# TASK DESCRIPTION:
As soon as the line containing "pub fn new(dir: PathBuf, shard_global_id: usize, ishards: usize)" appears in the material below, start returning lines exactly, and end with the line containing "closing and flushing".

# DATA RECORDS:

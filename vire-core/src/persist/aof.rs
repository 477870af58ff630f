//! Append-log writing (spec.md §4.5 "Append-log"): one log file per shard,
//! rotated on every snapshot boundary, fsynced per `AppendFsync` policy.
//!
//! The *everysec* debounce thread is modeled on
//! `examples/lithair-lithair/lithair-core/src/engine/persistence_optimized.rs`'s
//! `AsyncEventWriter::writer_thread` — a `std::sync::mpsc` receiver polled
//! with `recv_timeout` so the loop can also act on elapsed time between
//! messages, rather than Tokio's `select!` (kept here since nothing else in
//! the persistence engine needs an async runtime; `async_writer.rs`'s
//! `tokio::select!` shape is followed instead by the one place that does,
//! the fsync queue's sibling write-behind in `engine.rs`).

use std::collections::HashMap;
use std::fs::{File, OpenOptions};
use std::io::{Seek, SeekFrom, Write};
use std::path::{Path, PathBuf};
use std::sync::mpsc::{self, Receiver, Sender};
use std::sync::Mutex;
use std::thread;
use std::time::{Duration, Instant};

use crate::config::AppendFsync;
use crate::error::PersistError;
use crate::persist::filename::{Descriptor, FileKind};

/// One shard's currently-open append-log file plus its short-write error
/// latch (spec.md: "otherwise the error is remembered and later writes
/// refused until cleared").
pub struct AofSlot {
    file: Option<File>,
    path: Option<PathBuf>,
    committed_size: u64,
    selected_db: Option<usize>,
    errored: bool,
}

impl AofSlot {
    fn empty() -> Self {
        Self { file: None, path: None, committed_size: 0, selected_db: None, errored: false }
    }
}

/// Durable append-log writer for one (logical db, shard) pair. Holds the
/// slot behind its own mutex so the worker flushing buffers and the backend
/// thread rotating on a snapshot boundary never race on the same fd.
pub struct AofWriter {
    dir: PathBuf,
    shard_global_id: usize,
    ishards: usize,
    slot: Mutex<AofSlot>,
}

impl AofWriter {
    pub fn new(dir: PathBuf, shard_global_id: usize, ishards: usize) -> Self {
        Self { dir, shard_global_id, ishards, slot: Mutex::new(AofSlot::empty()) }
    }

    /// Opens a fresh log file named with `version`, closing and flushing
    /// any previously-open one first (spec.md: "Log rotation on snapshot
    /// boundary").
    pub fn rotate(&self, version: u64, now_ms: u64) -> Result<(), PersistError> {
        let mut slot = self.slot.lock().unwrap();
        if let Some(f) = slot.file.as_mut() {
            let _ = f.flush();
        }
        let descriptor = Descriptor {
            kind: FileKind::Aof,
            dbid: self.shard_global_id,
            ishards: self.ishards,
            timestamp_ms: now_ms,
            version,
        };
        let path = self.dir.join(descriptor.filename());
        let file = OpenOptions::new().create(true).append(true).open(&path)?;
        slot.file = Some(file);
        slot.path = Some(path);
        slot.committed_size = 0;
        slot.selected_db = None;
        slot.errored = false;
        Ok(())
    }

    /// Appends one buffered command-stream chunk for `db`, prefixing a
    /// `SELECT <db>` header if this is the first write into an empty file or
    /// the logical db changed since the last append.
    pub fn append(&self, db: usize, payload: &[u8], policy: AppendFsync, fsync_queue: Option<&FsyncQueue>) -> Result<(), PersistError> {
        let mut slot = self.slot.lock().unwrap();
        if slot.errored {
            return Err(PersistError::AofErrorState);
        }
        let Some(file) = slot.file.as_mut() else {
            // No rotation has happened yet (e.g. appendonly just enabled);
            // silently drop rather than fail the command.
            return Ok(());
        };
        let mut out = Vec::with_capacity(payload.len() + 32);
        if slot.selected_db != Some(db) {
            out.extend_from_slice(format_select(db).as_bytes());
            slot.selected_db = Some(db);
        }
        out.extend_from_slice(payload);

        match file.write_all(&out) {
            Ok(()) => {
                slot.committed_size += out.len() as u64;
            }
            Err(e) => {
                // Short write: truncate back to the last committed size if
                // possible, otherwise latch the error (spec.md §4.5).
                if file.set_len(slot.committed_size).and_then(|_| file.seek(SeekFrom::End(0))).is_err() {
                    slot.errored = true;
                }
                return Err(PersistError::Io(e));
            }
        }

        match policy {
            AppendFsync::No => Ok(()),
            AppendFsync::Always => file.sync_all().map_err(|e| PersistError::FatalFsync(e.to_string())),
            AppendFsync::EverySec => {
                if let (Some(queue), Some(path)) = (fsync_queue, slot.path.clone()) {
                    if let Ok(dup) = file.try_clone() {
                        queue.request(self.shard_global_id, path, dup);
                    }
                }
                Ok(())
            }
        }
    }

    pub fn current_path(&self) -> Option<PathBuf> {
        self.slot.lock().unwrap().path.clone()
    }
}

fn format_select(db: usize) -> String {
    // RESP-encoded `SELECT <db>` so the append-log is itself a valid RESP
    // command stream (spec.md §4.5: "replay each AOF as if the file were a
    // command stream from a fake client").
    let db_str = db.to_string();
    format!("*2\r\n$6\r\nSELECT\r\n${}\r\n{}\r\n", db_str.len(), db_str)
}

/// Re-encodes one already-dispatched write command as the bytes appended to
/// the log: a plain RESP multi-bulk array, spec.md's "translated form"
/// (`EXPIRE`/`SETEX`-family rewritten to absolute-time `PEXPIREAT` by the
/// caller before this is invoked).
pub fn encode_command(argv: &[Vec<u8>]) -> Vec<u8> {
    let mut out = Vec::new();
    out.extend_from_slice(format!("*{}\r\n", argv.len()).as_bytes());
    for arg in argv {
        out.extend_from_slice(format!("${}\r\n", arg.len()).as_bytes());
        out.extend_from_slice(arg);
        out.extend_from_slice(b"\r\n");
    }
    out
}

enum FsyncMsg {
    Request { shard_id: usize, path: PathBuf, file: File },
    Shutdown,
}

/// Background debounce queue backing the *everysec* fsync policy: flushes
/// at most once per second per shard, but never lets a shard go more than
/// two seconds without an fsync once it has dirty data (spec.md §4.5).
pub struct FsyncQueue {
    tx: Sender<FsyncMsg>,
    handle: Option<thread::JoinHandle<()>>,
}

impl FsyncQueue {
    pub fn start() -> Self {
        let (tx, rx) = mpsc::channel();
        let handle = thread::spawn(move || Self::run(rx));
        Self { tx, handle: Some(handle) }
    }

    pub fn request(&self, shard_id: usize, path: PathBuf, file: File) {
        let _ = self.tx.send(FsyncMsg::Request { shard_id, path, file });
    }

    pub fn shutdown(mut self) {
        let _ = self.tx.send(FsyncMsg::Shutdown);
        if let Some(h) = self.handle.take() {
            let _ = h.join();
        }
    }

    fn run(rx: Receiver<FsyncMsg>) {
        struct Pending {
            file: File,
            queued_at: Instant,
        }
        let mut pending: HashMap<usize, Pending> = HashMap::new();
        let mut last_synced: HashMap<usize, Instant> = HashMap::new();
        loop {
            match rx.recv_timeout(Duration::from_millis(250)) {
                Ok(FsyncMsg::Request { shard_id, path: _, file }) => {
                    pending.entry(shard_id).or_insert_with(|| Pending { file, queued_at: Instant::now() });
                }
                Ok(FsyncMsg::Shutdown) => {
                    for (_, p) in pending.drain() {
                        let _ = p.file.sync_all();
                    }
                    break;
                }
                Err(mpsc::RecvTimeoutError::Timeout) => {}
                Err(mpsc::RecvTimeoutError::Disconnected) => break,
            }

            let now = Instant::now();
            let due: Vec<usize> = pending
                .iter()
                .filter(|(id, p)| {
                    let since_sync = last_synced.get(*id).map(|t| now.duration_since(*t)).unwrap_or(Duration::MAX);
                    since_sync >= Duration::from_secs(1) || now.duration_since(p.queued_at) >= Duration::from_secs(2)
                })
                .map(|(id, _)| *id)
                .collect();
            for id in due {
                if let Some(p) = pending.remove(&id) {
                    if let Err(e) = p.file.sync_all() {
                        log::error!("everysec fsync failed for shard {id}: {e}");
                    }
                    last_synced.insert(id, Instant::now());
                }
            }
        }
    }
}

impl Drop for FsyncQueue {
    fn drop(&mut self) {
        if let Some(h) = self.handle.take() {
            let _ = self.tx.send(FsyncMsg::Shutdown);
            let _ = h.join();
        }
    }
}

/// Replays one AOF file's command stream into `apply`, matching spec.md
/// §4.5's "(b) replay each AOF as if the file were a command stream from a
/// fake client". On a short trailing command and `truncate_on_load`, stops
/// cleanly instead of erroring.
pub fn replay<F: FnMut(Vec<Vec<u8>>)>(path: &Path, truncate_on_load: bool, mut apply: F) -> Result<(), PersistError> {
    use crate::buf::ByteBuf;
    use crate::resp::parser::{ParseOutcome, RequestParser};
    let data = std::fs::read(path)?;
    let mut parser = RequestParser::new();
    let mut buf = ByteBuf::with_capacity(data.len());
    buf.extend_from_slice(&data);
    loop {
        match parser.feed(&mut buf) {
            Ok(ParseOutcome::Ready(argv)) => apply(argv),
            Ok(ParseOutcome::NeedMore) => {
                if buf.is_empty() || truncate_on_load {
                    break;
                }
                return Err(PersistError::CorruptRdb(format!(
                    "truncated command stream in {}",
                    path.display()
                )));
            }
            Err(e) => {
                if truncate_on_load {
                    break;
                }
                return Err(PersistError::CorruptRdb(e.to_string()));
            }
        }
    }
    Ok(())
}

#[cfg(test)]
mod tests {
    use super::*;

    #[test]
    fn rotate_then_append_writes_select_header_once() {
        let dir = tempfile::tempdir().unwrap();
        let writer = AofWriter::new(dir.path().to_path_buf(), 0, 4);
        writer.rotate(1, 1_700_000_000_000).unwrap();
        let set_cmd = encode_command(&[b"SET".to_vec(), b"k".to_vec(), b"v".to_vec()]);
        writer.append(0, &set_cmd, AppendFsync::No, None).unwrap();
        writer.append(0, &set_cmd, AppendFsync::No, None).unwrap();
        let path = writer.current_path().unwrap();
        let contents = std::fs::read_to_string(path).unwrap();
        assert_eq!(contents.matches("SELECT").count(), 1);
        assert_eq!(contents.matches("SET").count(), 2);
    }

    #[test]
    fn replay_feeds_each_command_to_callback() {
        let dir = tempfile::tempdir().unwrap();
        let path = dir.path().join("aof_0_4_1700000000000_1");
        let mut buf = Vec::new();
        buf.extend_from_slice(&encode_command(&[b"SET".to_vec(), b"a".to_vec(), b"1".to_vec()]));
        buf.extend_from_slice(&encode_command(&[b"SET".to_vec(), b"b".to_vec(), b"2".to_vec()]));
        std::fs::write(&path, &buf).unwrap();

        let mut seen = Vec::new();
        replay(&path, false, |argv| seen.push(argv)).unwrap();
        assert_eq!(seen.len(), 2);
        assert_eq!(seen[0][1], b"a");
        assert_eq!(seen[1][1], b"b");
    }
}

# SOLVED PROBLEM:
    pub fn new(dir: PathBuf, shard_global_id: usize, ishards: usize) -> Self {
        Self { dir, shard_global_id, ishards, slot: Mutex::new(AofSlot::empty()) }
    }

    /// Opens a fresh log file named with `version`, closing and flushing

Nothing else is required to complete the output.